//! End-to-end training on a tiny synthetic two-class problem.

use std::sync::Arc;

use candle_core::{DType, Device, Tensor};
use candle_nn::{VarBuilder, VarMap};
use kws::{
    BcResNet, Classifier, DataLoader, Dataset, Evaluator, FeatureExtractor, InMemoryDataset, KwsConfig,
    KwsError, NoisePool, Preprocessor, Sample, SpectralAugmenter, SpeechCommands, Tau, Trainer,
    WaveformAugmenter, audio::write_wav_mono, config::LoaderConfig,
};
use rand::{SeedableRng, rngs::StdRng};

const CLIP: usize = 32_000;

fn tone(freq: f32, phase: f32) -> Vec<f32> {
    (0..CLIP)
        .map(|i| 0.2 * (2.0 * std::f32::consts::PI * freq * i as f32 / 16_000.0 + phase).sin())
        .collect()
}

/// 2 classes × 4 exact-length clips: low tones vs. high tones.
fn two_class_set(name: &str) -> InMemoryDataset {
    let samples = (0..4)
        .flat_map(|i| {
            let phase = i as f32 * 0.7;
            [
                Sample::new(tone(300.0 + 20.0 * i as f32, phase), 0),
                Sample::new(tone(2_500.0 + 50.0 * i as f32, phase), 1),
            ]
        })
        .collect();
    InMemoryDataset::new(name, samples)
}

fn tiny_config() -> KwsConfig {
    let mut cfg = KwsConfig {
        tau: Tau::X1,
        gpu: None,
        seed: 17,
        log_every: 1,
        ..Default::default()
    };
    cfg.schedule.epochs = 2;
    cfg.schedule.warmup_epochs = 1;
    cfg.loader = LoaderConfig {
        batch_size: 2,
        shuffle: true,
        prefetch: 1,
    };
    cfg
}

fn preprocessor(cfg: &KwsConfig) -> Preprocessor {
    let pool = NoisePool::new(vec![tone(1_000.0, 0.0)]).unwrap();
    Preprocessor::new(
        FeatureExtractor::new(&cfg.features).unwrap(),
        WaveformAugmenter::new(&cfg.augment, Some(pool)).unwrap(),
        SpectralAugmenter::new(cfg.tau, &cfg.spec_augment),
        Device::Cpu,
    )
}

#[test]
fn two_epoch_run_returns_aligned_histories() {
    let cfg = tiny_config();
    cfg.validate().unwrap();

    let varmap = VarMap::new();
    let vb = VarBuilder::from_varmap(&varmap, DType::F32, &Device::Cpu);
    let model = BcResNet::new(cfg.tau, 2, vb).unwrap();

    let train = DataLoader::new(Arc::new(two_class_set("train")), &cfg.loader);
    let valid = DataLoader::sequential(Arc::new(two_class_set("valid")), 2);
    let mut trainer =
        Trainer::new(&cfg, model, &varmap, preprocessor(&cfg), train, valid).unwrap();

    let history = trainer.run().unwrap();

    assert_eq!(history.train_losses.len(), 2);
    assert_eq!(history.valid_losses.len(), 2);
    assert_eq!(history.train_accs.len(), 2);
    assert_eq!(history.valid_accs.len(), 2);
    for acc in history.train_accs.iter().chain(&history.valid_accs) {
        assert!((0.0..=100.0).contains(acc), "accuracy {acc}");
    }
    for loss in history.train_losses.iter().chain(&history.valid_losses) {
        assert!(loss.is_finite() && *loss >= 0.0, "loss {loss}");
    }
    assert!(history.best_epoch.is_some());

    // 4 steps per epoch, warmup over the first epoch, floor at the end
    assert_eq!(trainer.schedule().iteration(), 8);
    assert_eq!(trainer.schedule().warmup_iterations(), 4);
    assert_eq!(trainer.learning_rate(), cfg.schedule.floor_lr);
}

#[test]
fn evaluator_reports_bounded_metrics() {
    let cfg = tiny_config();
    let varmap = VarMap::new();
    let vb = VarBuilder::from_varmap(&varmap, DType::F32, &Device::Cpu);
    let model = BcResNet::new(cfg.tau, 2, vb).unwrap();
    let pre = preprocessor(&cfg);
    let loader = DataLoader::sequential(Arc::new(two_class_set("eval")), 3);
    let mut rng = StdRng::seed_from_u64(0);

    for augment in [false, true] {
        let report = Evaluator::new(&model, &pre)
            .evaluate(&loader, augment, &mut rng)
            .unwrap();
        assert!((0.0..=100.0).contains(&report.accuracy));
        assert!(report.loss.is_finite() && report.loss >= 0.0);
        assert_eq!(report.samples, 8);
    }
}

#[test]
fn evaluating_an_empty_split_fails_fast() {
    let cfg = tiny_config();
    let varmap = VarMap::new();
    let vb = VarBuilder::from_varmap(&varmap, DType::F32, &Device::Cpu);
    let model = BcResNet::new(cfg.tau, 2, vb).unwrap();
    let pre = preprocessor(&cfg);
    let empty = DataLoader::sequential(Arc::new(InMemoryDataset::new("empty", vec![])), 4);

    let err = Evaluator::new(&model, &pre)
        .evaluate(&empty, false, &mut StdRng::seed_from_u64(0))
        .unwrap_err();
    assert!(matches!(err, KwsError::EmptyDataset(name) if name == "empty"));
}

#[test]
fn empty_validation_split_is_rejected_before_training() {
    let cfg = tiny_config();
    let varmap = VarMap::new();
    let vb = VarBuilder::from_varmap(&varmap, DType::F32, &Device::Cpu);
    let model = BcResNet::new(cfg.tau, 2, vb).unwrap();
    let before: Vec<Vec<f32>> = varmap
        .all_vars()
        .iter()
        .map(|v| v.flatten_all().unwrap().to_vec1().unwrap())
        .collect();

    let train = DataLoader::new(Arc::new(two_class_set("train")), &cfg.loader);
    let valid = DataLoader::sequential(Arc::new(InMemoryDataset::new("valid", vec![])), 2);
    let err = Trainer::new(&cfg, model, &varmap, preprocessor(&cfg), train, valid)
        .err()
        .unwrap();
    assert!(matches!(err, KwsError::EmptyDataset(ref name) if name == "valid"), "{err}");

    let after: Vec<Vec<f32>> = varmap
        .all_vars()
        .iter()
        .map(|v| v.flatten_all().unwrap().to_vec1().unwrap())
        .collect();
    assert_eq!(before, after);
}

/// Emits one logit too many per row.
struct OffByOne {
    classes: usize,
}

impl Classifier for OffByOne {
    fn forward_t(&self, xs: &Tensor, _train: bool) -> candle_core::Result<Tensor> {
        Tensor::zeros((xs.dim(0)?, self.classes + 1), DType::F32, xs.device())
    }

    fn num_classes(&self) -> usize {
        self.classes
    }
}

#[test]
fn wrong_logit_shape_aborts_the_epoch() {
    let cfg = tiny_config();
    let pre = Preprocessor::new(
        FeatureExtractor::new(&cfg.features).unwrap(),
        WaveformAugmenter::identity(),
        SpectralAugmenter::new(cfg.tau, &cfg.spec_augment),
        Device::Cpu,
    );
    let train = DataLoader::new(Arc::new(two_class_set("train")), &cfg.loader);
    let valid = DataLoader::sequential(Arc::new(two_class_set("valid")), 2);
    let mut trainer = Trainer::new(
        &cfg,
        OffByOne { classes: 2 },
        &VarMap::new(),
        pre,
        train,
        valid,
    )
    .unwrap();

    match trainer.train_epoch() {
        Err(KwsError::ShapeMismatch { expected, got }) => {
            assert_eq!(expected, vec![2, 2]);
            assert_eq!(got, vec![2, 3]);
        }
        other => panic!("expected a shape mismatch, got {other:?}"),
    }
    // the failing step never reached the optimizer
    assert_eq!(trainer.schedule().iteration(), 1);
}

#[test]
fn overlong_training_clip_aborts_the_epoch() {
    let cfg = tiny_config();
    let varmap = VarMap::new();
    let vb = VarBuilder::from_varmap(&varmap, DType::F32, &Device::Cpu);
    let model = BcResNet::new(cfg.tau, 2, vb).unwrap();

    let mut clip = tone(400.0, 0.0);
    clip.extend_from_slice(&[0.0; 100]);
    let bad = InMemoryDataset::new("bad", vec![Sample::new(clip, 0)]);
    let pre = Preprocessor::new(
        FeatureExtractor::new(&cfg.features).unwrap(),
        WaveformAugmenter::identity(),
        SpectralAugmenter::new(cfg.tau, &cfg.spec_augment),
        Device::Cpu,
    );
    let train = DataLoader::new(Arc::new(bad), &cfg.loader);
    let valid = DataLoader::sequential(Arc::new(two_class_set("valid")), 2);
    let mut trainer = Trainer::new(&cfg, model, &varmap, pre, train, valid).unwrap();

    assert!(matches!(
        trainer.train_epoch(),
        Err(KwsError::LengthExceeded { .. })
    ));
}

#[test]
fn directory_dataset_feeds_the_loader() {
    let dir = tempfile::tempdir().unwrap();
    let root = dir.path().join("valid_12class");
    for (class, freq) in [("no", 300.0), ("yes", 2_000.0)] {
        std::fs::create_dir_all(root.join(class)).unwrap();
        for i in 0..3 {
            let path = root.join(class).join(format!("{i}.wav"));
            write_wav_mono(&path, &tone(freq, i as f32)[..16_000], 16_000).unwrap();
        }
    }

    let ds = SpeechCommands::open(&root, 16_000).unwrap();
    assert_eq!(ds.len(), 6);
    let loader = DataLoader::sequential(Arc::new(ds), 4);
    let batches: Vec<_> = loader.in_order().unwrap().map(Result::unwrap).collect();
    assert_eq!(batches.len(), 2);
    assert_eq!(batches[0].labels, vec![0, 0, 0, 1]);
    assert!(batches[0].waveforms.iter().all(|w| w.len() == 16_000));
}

□ □ □

Your objective:
Extract all lines of the records above that include "history".

Response:
    let history = trainer.run().unwrap();
    assert_eq!(history.train_losses.len(), 2);
    assert_eq!(history.valid_losses.len(), 2);
    assert_eq!(history.train_accs.len(), 2);
    assert_eq!(history.valid_accs.len(), 2);
    for acc in history.train_accs.iter().chain(&history.valid_accs) {
    for loss in history.train_losses.iter().chain(&history.valid_losses) {
    assert!(history.best_epoch.is_some());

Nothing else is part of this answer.